### Exercise description
The result should be every line of the listing that holds the word "impl".

### Material to process
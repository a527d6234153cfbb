/// Endpoint path serving the message-type catalog
pub const MESSAGE_TYPES_ENDPOINT: &str = "/message-types";

/// Default artificial latency before a response resolves (milliseconds)
pub const DEFAULT_LATENCY_MS: u64 = 500;
//! Built-in message datasets served by the mock API
//!
//! The record text exists in two wordings that shipped to different
//! deployments: fire-detection phrasing and generic object-detection
//! phrasing. Only the two result messages differ between them. Keeping the
//! text as data lets both wordings share one code path instead of two
//! drifting module copies.

use serde::{Deserialize, Serialize};

use crate::response::{MessageClass, MessageRecord};

/// Which wording the detection result messages use
#[derive(Debug, Clone, Copy, Serialize, Deserialize, PartialEq, Eq, Default)]
#[serde(rename_all = "lowercase")]
pub enum MessageWording {
    /// Generic object-detection phrasing
    #[default]
    Object,
    /// Fire-detection phrasing
    Fire,
}

/// The fixed message-type dataset published under `/message-types`
///
/// Order is part of the contract: health-success, health-warning, then the
/// positive and negative detection results.
pub fn message_types(wording: MessageWording) -> Vec<MessageRecord> {
    let (detected, not_detected) = match wording {
        MessageWording::Object => ("Объекты обнаружены", "Объекты не обнаружены"),
        MessageWording::Fire => ("Возгорание обнаружено", "Возгорание не обнаружено"),
    };

    vec![
        MessageRecord::new(
            MessageClass::HealthSuccess,
            "Модуль \"Классификатор целей\" работает корректно",
        ),
        MessageRecord::new(
            MessageClass::HealthWarning,
            "Модуль \"Классификатор целей\" отключен",
        ),
        MessageRecord::new(MessageClass::ResultFire, detected),
        MessageRecord::new(MessageClass::ResultNoFire, not_detected),
    ]
}
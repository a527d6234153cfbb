//! Mock API response types
//!
//! Wire-shape types for the data served by the mock API. These match the
//! frontend contract exactly, down to the serialized category tags.

use serde::{Deserialize, Serialize};
use std::fmt;

/// Category tag of a message record
///
/// The frontend keys styling off these tags, so the serialized form is part
/// of the contract.
#[derive(Debug, Clone, Copy, Serialize, Deserialize, PartialEq, Eq)]
pub enum MessageClass {
    /// Module is up and healthy
    #[serde(rename = "health--success")]
    HealthSuccess,
    /// Module is disabled or degraded
    #[serde(rename = "health--warning")]
    HealthWarning,
    /// Positive detection result
    #[serde(rename = "result--fire")]
    ResultFire,
    /// Negative detection result
    #[serde(rename = "result--no-fire")]
    ResultNoFire,
}

impl fmt::Display for MessageClass {
    fn fmt(&self, f: &mut fmt::Formatter<'_>) -> fmt::Result {
        match self {
            MessageClass::HealthSuccess => write!(f, "health--success"),
            MessageClass::HealthWarning => write!(f, "health--warning"),
            MessageClass::ResultFire => write!(f, "result--fire"),
            MessageClass::ResultNoFire => write!(f, "result--no-fire"),
        }
    }
}

/// A status or result notification with localized display text
#[derive(Debug, Clone, Serialize, Deserialize, PartialEq, Eq)]
pub struct MessageRecord {
    /// Category tag consumed by the frontend
    pub class: MessageClass,
    /// Human-readable display text, localized
    pub message: String,
}

impl MessageRecord {
    /// Create a new message record
    pub fn new(class: MessageClass, message: impl Into<String>) -> Self {
        Self {
            class,
            message: message.into(),
        }
    }
}

/// Response envelope returned by the mock API
///
/// Mirrors the shape of an HTTP JSON response: either a `data` payload or
/// an error body with a status code.
#[derive(Debug, Clone, Serialize, Deserialize, PartialEq, Eq)]
#[serde(untagged)]
pub enum ApiResponse {
    /// Successful response carrying the requested records
    Data { data: Vec<MessageRecord> },
    /// Failure payload mirroring an HTTP error response
    Error { error: String, status: u16 },
}

impl ApiResponse {
    /// The canonical not-found failure payload
    pub fn not_found() -> Self {
        ApiResponse::Error {
            error: "Not Found".to_string(),
            status: 404,
        }
    }
}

### Exercise output
impl fmt::Display for MessageClass {
impl MessageRecord {
    pub fn new(class: MessageClass, message: impl Into<String>) -> Self {
impl ApiResponse {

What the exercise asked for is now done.